#### Material to process ####

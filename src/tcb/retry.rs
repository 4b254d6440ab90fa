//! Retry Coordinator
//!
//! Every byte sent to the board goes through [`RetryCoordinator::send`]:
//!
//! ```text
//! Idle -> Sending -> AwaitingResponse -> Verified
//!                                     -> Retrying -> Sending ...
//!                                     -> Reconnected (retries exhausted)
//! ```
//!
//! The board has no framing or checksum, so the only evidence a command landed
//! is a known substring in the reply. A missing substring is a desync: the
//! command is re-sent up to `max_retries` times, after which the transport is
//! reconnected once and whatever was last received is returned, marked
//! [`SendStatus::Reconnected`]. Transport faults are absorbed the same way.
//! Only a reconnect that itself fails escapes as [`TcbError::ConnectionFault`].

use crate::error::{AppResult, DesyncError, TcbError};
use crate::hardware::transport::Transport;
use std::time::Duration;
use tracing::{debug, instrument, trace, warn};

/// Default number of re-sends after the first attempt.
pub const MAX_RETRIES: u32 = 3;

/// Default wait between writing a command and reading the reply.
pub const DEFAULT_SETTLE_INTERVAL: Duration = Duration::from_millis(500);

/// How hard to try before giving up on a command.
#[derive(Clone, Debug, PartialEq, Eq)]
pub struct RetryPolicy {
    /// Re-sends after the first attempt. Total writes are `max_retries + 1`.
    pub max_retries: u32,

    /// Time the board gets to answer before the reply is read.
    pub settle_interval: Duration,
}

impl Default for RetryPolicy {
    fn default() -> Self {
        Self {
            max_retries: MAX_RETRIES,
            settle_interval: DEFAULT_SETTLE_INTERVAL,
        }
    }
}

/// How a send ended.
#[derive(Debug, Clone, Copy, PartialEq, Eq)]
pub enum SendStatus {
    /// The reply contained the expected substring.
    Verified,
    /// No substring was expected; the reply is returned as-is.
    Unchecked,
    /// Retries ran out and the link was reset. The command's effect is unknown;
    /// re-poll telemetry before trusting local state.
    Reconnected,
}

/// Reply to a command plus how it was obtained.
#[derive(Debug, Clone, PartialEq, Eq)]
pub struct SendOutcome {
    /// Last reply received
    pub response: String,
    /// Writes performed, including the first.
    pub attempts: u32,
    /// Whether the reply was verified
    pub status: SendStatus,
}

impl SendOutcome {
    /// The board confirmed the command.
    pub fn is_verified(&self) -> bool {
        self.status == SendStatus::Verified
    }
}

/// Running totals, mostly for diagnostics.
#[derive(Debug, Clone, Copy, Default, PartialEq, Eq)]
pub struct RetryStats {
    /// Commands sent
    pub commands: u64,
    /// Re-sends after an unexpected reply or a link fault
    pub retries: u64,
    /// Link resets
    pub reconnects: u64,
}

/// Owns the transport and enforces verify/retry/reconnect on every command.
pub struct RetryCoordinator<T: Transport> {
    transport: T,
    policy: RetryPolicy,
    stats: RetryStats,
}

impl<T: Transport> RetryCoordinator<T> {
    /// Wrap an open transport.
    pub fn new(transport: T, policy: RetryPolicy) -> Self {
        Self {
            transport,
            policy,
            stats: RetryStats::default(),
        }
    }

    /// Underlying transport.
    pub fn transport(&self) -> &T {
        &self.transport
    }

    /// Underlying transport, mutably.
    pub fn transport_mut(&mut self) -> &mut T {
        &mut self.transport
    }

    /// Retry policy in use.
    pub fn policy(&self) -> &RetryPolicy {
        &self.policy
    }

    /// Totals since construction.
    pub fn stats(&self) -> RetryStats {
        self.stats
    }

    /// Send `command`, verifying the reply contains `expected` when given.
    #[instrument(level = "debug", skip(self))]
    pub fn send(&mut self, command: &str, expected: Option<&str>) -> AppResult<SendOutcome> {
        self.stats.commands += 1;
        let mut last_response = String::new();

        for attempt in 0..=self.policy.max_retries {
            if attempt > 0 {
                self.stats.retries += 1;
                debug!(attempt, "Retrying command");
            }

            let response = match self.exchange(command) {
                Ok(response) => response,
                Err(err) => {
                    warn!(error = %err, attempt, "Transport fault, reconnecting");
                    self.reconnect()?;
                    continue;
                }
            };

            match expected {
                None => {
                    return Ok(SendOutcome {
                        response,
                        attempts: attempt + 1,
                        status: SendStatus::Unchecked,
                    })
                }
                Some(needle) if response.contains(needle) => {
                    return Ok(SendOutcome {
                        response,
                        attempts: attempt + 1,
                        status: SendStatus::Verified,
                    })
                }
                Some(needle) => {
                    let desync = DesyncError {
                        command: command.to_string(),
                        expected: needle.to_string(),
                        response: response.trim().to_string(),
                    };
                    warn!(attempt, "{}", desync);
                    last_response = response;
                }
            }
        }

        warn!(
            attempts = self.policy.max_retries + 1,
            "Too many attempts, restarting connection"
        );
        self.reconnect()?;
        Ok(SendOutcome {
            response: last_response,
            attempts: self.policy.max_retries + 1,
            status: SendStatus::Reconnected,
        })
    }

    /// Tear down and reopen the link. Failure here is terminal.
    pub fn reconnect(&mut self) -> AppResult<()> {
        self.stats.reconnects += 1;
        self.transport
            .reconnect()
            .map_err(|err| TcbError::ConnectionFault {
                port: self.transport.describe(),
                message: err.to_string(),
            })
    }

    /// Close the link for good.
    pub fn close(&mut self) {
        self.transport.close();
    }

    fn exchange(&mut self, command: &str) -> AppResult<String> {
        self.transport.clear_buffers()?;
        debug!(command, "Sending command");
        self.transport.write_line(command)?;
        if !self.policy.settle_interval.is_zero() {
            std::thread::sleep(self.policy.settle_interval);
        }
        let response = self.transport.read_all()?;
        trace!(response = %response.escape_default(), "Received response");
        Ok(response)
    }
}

####

* _Your objective_
Each line in which the string "reconnects" is found must be copied from the data.

* _Response to this task_
    pub reconnects: u64,
        self.stats.reconnects += 1;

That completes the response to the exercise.